- _Collected data_:
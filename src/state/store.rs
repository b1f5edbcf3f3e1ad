//! Per-user, namespaced key/value storage backed by the `state_entries`
//! table. Backs the `save_state`/`retrieve_state`/`update_state`/
//! `delete_state` tools and the state-context block the agent engine
//! injects into the system prompt (see [`StateStore::list_namespace`]).

use chrono::Utc;
use diesel::prelude::*;
use serde_json::Value;
use thiserror::Error;
use uuid::Uuid;

use crate::database::{
    models::state_entry::{NewStateEntry, StateEntryRow},
    schema::state_entries::dsl,
    DbPool,
};

#[derive(Debug, Error)]
pub enum StateError {
    #[error("database error: {0}")]
    Database(String),
    #[error("stored value for {namespace}/{key} is not valid JSON: {source}")]
    Corrupt {
        namespace: String,
        key: String,
        #[source]
        source: serde_json::Error,
    },
}

/// Thin wrapper over `state_entries`; every call runs the blocking Diesel
/// work on a dedicated thread since callers are async tool-dispatch paths,
/// not one-shot command handlers.
#[derive(Clone)]
pub struct StateStore {
    db: DbPool,
}

impl StateStore {
    pub fn new(db: DbPool) -> Self {
        Self { db }
    }

    /// Fetch one value, or `None` if unset.
    pub async fn get(
        &self,
        user_id: &str,
        namespace: &str,
        key: &str,
    ) -> Result<Option<Value>, StateError> {
        let db = self.db.clone();
        let (user_id, namespace, key) = (user_id.to_string(), namespace.to_string(), key.to_string());

        let row = tokio::task::spawn_blocking(move || {
            let mut conn = db.get().map_err(|e| e.to_string())?;
            dsl::state_entries
                .filter(dsl::user_id.eq(&user_id))
                .filter(dsl::namespace.eq(&namespace))
                .filter(dsl::key.eq(&key))
                .first::<StateEntryRow>(&mut conn)
                .optional()
                .map_err(|e| e.to_string())
        })
        .await
        .map_err(|e| StateError::Database(e.to_string()))?
        .map_err(StateError::Database)?;

        row.map(|r| {
            serde_json::from_str(&r.value_json).map_err(|source| StateError::Corrupt {
                namespace: r.namespace.clone(),
                key: r.key.clone(),
                source,
            })
        })
        .transpose()
    }

    /// List every key/value pair in a namespace, newest first — used to
    /// render the state-context block in the agent's system prompt.
    pub async fn list_namespace(
        &self,
        user_id: &str,
        namespace: &str,
    ) -> Result<Vec<(String, Value)>, StateError> {
        let db = self.db.clone();
        let (user_id, namespace) = (user_id.to_string(), namespace.to_string());

        let rows = tokio::task::spawn_blocking(move || {
            let mut conn = db.get().map_err(|e| e.to_string())?;
            dsl::state_entries
                .filter(dsl::user_id.eq(&user_id))
                .filter(dsl::namespace.eq(&namespace))
                .order(dsl::updated_at.desc())
                .load::<StateEntryRow>(&mut conn)
                .map_err(|e| e.to_string())
        })
        .await
        .map_err(|e| StateError::Database(e.to_string()))?
        .map_err(StateError::Database)?;

        rows.into_iter()
            .map(|r| {
                let value = serde_json::from_str(&r.value_json).map_err(|source| StateError::Corrupt {
                    namespace: r.namespace.clone(),
                    key: r.key.clone(),
                    source,
                })?;
                Ok((r.key, value))
            })
            .collect()
    }

    /// Create or overwrite a value. Last writer wins: concurrent `set`s to
    /// the same `(user_id, namespace, key)` simply replace one another,
    /// there is no optimistic-concurrency check.
    pub async fn set(
        &self,
        user_id: &str,
        namespace: &str,
        key: &str,
        value: Value,
    ) -> Result<(), StateError> {
        let db = self.db.clone();
        let new_row = NewStateEntry {
            id: Uuid::new_v4().to_string(),
            user_id: user_id.to_string(),
            namespace: namespace.to_string(),
            key: key.to_string(),
            value_json: value.to_string(),
            updated_at: Utc::now().to_rfc3339(),
        };

        tokio::task::spawn_blocking(move || {
            let mut conn = db.get().map_err(|e| e.to_string())?;
            diesel::insert_into(dsl::state_entries)
                .values(&new_row)
                .on_conflict((dsl::user_id, dsl::namespace, dsl::key))
                .do_update()
                .set(&new_row)
                .execute(&mut conn)
                .map_err(|e| e.to_string())
        })
        .await
        .map_err(|e| StateError::Database(e.to_string()))?
        .map_err(StateError::Database)?;

        Ok(())
    }

    /// Alias for [`Self::set`] — `update_state` and `save_state` share the
    /// same last-writer-wins upsert semantics, they differ only in the
    /// tool-calling convention exposed to agents.
    pub async fn update(
        &self,
        user_id: &str,
        namespace: &str,
        key: &str,
        value: Value,
    ) -> Result<(), StateError> {
        self.set(user_id, namespace, key, value).await
    }

    /// Delete one entry. Returns `true` if a row was actually removed.
    pub async fn delete(&self, user_id: &str, namespace: &str, key: &str) -> Result<bool, StateError> {
        let db = self.db.clone();
        let (user_id, namespace, key) = (user_id.to_string(), namespace.to_string(), key.to_string());

        let affected = tokio::task::spawn_blocking(move || {
            let mut conn = db.get().map_err(|e| e.to_string())?;
            diesel::delete(
                dsl::state_entries
                    .filter(dsl::user_id.eq(&user_id))
                    .filter(dsl::namespace.eq(&namespace))
                    .filter(dsl::key.eq(&key)),
            )
            .execute(&mut conn)
            .map_err(|e| e.to_string())
        })
        .await
        .map_err(|e| StateError::Database(e.to_string()))?
        .map_err(StateError::Database)?;

        Ok(affected > 0)
    }
}

#[cfg(test)]
mod tests {
    use super::*;
    use serde_json::json;

    fn store() -> StateStore {
        StateStore::new(crate::database::init_in_memory().expect("in-memory db"))
    }

    #[tokio::test]
    async fn set_then_get_round_trips() {
        let store = store();
        store
            .set("u1", "agent-scratch", "plan", json!({"step": 1}))
            .await
            .unwrap();

        let got = store.get("u1", "agent-scratch", "plan").await.unwrap();
        assert_eq!(got, Some(json!({"step": 1})));
    }

    #[tokio::test]
    async fn get_missing_key_is_none() {
        let store = store();
        assert_eq!(store.get("u1", "ns", "missing").await.unwrap(), None);
    }

    #[tokio::test]
    async fn set_overwrites_last_writer_wins() {
        let store = store();
        store.set("u1", "ns", "k", json!(1)).await.unwrap();
        store.update("u1", "ns", "k", json!(2)).await.unwrap();

        assert_eq!(store.get("u1", "ns", "k").await.unwrap(), Some(json!(2)));
    }

    #[tokio::test]
    async fn namespaces_and_users_are_isolated() {
        let store = store();
        store.set("u1", "ns-a", "k", json!("a")).await.unwrap();
        store.set("u1", "ns-b", "k", json!("b")).await.unwrap();
        store.set("u2", "ns-a", "k", json!("c")).await.unwrap();

        assert_eq!(store.get("u1", "ns-a", "k").await.unwrap(), Some(json!("a")));
        assert_eq!(store.get("u1", "ns-b", "k").await.unwrap(), Some(json!("b")));
        assert_eq!(store.get("u2", "ns-a", "k").await.unwrap(), Some(json!("c")));
    }

    #[tokio::test]
    async fn delete_removes_entry_and_reports_whether_it_existed() {
        let store = store();
        store.set("u1", "ns", "k", json!(1)).await.unwrap();

        assert!(store.delete("u1", "ns", "k").await.unwrap());
        assert!(!store.delete("u1", "ns", "k").await.unwrap());
        assert_eq!(store.get("u1", "ns", "k").await.unwrap(), None);
    }

    #[tokio::test]
    async fn list_namespace_returns_all_keys_newest_first() {
        let store = store();
        store.set("u1", "ns", "a", json!(1)).await.unwrap();
        store.set("u1", "ns", "b", json!(2)).await.unwrap();

        let entries = store.list_namespace("u1", "ns").await.unwrap();
        let keys: Vec<&str> = entries.iter().map(|(k, _)| k.as_str()).collect();
        assert!(keys.contains(&"a"));
        assert!(keys.contains(&"b"));
        assert_eq!(entries.len(), 2);
    }
}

- _EXERCISE DETAILS_:
Using the data above, copy each line that contains "rows".

- _SOLUTION BELOW_:
        let rows = tokio::task::spawn_blocking(move || {
        rows.into_iter()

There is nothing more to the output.